_Try it_
Every line that contains "when" must be located and copied from the data.
---------- Data supplied
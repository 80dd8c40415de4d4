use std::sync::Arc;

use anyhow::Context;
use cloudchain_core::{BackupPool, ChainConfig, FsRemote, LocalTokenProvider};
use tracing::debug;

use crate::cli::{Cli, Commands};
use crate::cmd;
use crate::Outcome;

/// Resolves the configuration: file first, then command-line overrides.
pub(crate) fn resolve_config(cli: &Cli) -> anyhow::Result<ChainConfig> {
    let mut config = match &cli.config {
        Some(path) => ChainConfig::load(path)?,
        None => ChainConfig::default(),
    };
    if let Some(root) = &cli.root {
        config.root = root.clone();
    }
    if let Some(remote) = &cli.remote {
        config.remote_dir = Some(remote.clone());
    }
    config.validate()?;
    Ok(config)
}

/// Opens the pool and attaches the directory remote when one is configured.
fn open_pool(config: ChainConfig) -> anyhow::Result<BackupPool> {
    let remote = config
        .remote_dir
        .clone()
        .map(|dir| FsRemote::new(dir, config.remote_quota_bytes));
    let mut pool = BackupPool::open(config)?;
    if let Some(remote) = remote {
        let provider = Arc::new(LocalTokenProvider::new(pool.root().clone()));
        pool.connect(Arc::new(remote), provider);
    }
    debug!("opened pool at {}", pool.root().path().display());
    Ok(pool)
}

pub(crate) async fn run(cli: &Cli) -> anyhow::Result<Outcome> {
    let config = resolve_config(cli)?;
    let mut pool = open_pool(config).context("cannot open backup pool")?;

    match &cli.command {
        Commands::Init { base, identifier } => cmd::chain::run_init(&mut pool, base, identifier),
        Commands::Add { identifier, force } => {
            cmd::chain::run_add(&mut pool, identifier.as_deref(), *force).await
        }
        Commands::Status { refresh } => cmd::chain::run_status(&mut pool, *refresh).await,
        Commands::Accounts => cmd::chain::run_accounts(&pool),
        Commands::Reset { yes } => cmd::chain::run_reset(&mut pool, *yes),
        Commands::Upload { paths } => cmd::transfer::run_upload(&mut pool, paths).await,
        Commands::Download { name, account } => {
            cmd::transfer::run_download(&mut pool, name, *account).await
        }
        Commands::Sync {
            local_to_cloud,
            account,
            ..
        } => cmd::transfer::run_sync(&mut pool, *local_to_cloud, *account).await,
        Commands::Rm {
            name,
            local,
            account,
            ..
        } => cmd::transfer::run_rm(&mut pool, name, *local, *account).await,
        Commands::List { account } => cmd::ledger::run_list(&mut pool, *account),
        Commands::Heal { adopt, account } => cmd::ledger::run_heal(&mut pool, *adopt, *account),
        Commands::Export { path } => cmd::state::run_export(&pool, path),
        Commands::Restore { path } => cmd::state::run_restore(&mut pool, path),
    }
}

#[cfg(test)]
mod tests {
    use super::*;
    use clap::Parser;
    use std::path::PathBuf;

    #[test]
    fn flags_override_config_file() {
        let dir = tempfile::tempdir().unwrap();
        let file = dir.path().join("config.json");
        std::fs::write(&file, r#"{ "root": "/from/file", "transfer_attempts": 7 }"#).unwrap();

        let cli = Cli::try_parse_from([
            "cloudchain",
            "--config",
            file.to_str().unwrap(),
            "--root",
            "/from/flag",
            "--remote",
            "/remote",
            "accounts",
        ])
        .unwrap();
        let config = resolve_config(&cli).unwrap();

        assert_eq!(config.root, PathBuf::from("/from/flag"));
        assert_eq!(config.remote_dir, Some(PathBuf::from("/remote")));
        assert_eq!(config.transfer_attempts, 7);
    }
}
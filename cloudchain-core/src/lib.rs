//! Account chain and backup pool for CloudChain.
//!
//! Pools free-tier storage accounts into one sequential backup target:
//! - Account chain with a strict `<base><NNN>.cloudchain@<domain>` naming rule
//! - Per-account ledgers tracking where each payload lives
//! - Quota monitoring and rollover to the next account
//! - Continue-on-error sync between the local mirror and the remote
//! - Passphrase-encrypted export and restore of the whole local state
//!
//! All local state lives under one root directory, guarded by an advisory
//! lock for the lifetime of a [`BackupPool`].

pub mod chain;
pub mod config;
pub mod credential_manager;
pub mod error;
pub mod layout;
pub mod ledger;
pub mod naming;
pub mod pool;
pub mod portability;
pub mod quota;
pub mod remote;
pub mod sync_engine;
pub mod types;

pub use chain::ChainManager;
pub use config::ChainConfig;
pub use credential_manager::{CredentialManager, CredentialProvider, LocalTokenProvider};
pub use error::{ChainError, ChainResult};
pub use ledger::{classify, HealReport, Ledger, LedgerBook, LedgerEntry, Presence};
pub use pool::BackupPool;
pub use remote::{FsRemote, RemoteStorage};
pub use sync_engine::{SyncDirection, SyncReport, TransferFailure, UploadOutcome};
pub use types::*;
--------------------
---------- Data supplied
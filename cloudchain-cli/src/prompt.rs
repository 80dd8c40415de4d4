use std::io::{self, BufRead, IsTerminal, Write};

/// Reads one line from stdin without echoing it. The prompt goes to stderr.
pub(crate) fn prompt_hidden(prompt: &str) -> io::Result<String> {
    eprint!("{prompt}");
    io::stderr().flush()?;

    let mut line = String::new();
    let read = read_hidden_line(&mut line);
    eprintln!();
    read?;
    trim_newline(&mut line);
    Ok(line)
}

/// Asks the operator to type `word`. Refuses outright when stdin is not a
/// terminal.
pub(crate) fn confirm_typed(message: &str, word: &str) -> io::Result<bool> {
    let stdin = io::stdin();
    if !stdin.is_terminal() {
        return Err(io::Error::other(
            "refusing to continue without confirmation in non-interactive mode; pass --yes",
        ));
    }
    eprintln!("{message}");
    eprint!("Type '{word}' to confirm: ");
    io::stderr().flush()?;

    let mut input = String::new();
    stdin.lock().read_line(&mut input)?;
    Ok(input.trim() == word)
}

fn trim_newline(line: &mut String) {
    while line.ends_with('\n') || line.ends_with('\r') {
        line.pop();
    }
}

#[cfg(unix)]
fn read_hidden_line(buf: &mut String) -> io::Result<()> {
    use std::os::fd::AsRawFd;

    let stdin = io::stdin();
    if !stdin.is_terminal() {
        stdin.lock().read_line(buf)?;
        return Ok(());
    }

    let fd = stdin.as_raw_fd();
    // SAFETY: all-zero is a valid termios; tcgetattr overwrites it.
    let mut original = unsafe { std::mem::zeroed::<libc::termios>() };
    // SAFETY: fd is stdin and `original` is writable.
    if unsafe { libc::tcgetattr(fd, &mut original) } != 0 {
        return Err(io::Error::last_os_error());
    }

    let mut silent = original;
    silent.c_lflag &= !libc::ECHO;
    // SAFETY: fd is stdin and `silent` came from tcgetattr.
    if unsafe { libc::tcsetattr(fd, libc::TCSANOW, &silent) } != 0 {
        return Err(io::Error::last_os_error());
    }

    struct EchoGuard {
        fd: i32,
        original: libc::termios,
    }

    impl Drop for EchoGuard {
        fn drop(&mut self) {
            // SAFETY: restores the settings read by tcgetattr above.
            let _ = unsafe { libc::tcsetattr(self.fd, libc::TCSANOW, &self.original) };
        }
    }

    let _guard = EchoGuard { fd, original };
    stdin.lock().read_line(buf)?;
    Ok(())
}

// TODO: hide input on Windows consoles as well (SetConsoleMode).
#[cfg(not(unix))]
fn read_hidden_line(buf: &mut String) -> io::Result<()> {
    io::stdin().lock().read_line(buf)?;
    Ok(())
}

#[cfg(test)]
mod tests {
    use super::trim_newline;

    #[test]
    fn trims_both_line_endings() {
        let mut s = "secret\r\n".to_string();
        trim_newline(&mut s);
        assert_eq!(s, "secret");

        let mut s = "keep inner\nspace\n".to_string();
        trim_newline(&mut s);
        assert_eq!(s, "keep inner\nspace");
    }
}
--------------------
_Answer section_
/// Opens the pool and attaches the directory remote when one is configured.
/// Asks the operator to type `word`. Refuses outright when stdin is not a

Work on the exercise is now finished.